Les professionnels des ressources humaines ayant déjà entendu les expressions "opérations supplémentaires" et "répartitions dérogatoires" savent qu’elles renvoient, en matière de régime de retraite complémentaire Agirc-Arrco, à des obligations financières très concrètes auxquelles sont tenues certaines entreprises vis-à-vis de leurs salariés.

Le champ d’application de ces engagements est étroitement lié aux classifications conventionnelles de branche, qui sont parfois amenées à évoluer, comme ce fut le cas au 1er janvier pour les entreprises de la métallurgie. Ces refontes sont susceptibles de soulever des difficultés pour l’identification des salariés bénéficiaires de tels engagements.

Le régime Agirc-Arrco vient de faire connaître sa position à ce sujet dans une circulaire du 18 décembre 2023 récemment diffusée.

Agirc-Arrco : la possibilité d’avantages particuliers

La plupart des entreprises du secteur privé et leurs salariés ont l’obligation de verser des cotisations au régime Agirc-Arrco (1). Chaque cotisation versée génère individuellement des points de retraite pour les salariés affiliés. Ces points détermineront ensuite le montant de leur pension complémentaire au moment de la liquidation de leurs droits.

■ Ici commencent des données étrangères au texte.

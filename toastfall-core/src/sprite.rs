//! Sprite state and the per-tick movement rule
//!
//! Each sprite is either cruising along its velocity or running an
//! avoidance maneuver (timer > 0). The movement rule is deterministic given
//! the random source, so replaying a seed replays the whole animation.

use embedded_graphics::prelude::{Point, Size};
use embedded_graphics::primitives::Rectangle;

use crate::config::SceneConfig;
use crate::geometry::{overlaps, rect, SENTINEL};
use crate::spawn::spawn_point;
use crate::traits::RandomSource;

/// Contiguous run of frames in the sprite sheet used by one animation
#[derive(Debug, Clone, Copy, PartialEq, Eq)]
#[cfg_attr(feature = "defmt", derive(defmt::Format))]
pub struct FrameRange {
    start: u8,
    len: u8,
}

impl FrameRange {
    /// Create a range of `len` frames starting at sheet frame `start`
    ///
    /// A zero length is bumped to one so every sprite has a frame to show.
    pub const fn new(start: u8, len: u8) -> Self {
        Self {
            start,
            len: if len == 0 { 1 } else { len },
        }
    }

    /// First sheet frame
    pub const fn start(&self) -> u8 {
        self.start
    }

    /// Number of frames in the animation
    pub const fn count(&self) -> u8 {
        self.len
    }

    /// One past the last sheet frame
    pub const fn end(&self) -> usize {
        self.start as usize + self.len as usize
    }
}

/// What a sprite did during one tick
#[derive(Debug, Clone, Copy, PartialEq, Eq)]
#[cfg_attr(feature = "defmt", derive(defmt::Format))]
pub enum Motion {
    /// Moved along its current velocity
    Cruising,
    /// Started (or re-armed) an avoidance maneuver
    Evading,
    /// Left the screen and re-entered at a new spawn point
    Respawned,
    /// Left the screen, spawn point was blocked, now parked at the sentinel
    Parked,
}

/// One moving, animated sprite
#[derive(Debug, Clone, Copy, PartialEq, Eq)]
#[cfg_attr(feature = "defmt", derive(defmt::Format))]
pub struct Sprite {
    id: u8,
    position: Point,
    previous: Point,
    velocity: Point,
    saved_velocity: Point,
    size: Size,
    frames: FrameRange,
    step: u8,
    avoidance: u8,
}

impl Sprite {
    /// Create a sprite at a known position
    pub const fn new(
        id: u8,
        position: Point,
        size: Size,
        frames: FrameRange,
        velocity: Point,
    ) -> Self {
        Self {
            id,
            position,
            previous: position,
            velocity,
            saved_velocity: velocity,
            size,
            frames,
            step: 0,
            avoidance: 0,
        }
    }

    /// Create a sprite at a random spawn point clear of `sprites`
    ///
    /// Also picks a random starting animation frame (multi-frame sprites
    /// only) and a random leftward speed.
    pub fn spawn<R>(
        config: &SceneConfig,
        id: u8,
        size: Size,
        frames: FrameRange,
        sprites: &[Sprite],
        rng: &mut R,
    ) -> Self
    where
        R: RandomSource + ?Sized,
    {
        let position = spawn_point(config, id, size, sprites, rng);
        let mut sprite = Self::new(id, position, size, frames, SENTINEL);

        if frames.count() > 1 {
            sprite.step = rng.range_inclusive(0, frames.count() as i32 - 1) as u8;
        }

        sprite.velocity = entry_velocity(config, rng);
        sprite.saved_velocity = sprite.velocity;
        sprite
    }

    /// Identity index (creation order)
    pub fn id(&self) -> u8 {
        self.id
    }

    /// Current top-left corner
    pub fn position(&self) -> Point {
        self.position
    }

    /// Top-left corner before the last tick
    pub fn previous_position(&self) -> Point {
        self.previous
    }

    /// Current velocity (pixels per tick)
    pub fn velocity(&self) -> Point {
        self.velocity
    }

    /// Velocity restored when an avoidance maneuver ends
    pub fn saved_velocity(&self) -> Point {
        self.saved_velocity
    }

    /// Sprite size in pixels
    pub fn size(&self) -> Size {
        self.size
    }

    /// Animation frames this sprite cycles through
    pub fn frames(&self) -> FrameRange {
        self.frames
    }

    /// Current frame index within the animation, in `[0, frame_count)`
    pub fn frame_index(&self) -> u8 {
        self.step
    }

    /// Current frame index within the sprite sheet
    pub fn sheet_frame(&self) -> usize {
        self.frames.start() as usize + self.step as usize
    }

    /// Ticks left in the current avoidance maneuver (0 when cruising)
    pub fn avoidance_ticks(&self) -> u8 {
        self.avoidance
    }

    /// Check if an avoidance maneuver is running
    pub fn is_avoiding(&self) -> bool {
        self.avoidance > 0
    }

    /// Check if the sprite is parked at the sentinel (not drawn)
    pub fn is_parked(&self) -> bool {
        self.position == SENTINEL
    }

    /// Bounding rectangle at the current position
    pub fn bounds(&self) -> Rectangle {
        rect(self.position, self.size)
    }

    /// Advance one tick
    ///
    /// `sprites` is the whole active set; the entry with this sprite's id
    /// is skipped, so passing a slice that still holds a stale copy of
    /// this sprite is fine.
    pub fn advance<R>(&mut self, config: &SceneConfig, sprites: &[Sprite], rng: &mut R) -> Motion
    where
        R: RandomSource + ?Sized,
    {
        let mut motion = Motion::Cruising;

        if self.frames.count() > 1 {
            self.step = (self.step + 1) % self.frames.count();
        }

        self.previous = self.position;
        let mut next = self.position + self.velocity;

        // Dip under anything we are about to run into from the right.
        // The last hit in the scan wins; there is no early exit.
        for other in sprites.iter().filter(|other| other.id != self.id) {
            if overlaps(&rect(next, self.size), &other.bounds())
                && self.position.x > other.position.x
            {
                self.avoidance = config.avoidance_ticks;
                self.velocity = config.evasive_velocity;
                next = self.position + self.velocity;
                motion = Motion::Evading;
            }
        }

        self.position = next;

        if self.position.x <= 0 || self.position.y + self.size.height as i32 > config.height() {
            self.velocity = entry_velocity(config, rng);
            self.saved_velocity = self.velocity;
            self.position = spawn_point(config, self.id, self.size, sprites, rng);
            motion = if self.is_parked() {
                Motion::Parked
            } else {
                Motion::Respawned
            };
        }

        if self.avoidance > 0 {
            self.avoidance -= 1;
            if self.avoidance == 0 {
                self.velocity = self.saved_velocity;
            }
        }

        motion
    }
}

/// Fresh leftward and downward velocity for a newly entering sprite
fn entry_velocity<R>(config: &SceneConfig, rng: &mut R) -> Point
where
    R: RandomSource + ?Sized,
{
    let speed = rng.range_inclusive(config.min_speed, config.max_speed);
    Point::new(-speed, config.fall_speed)
}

Le taux et l’assiette de ces cotisations, ainsi que leur répartition entre employeur et salarié, sont fixés par l’accord national interprofessionnel (ANI) du 17 novembre 2017. Par principe, ces paramètres sont identiques pour toutes les entreprises.

Par exception, certaines entreprises sont tenues d’appliquer des taux de cotisation supérieurs à ceux prévus par l’accord dans le cadre d’opérations dites "supplémentaires", en raison d’obligations antérieures à 1993 pouvant trouver leur origine dans diverses sources (option pour des conditions particulières d’adhésion de l’entreprise à sa caisse de retraite complémentaire au moment de la généralisation des retraites complémentaires, accord collectif de branche, etc.) (2)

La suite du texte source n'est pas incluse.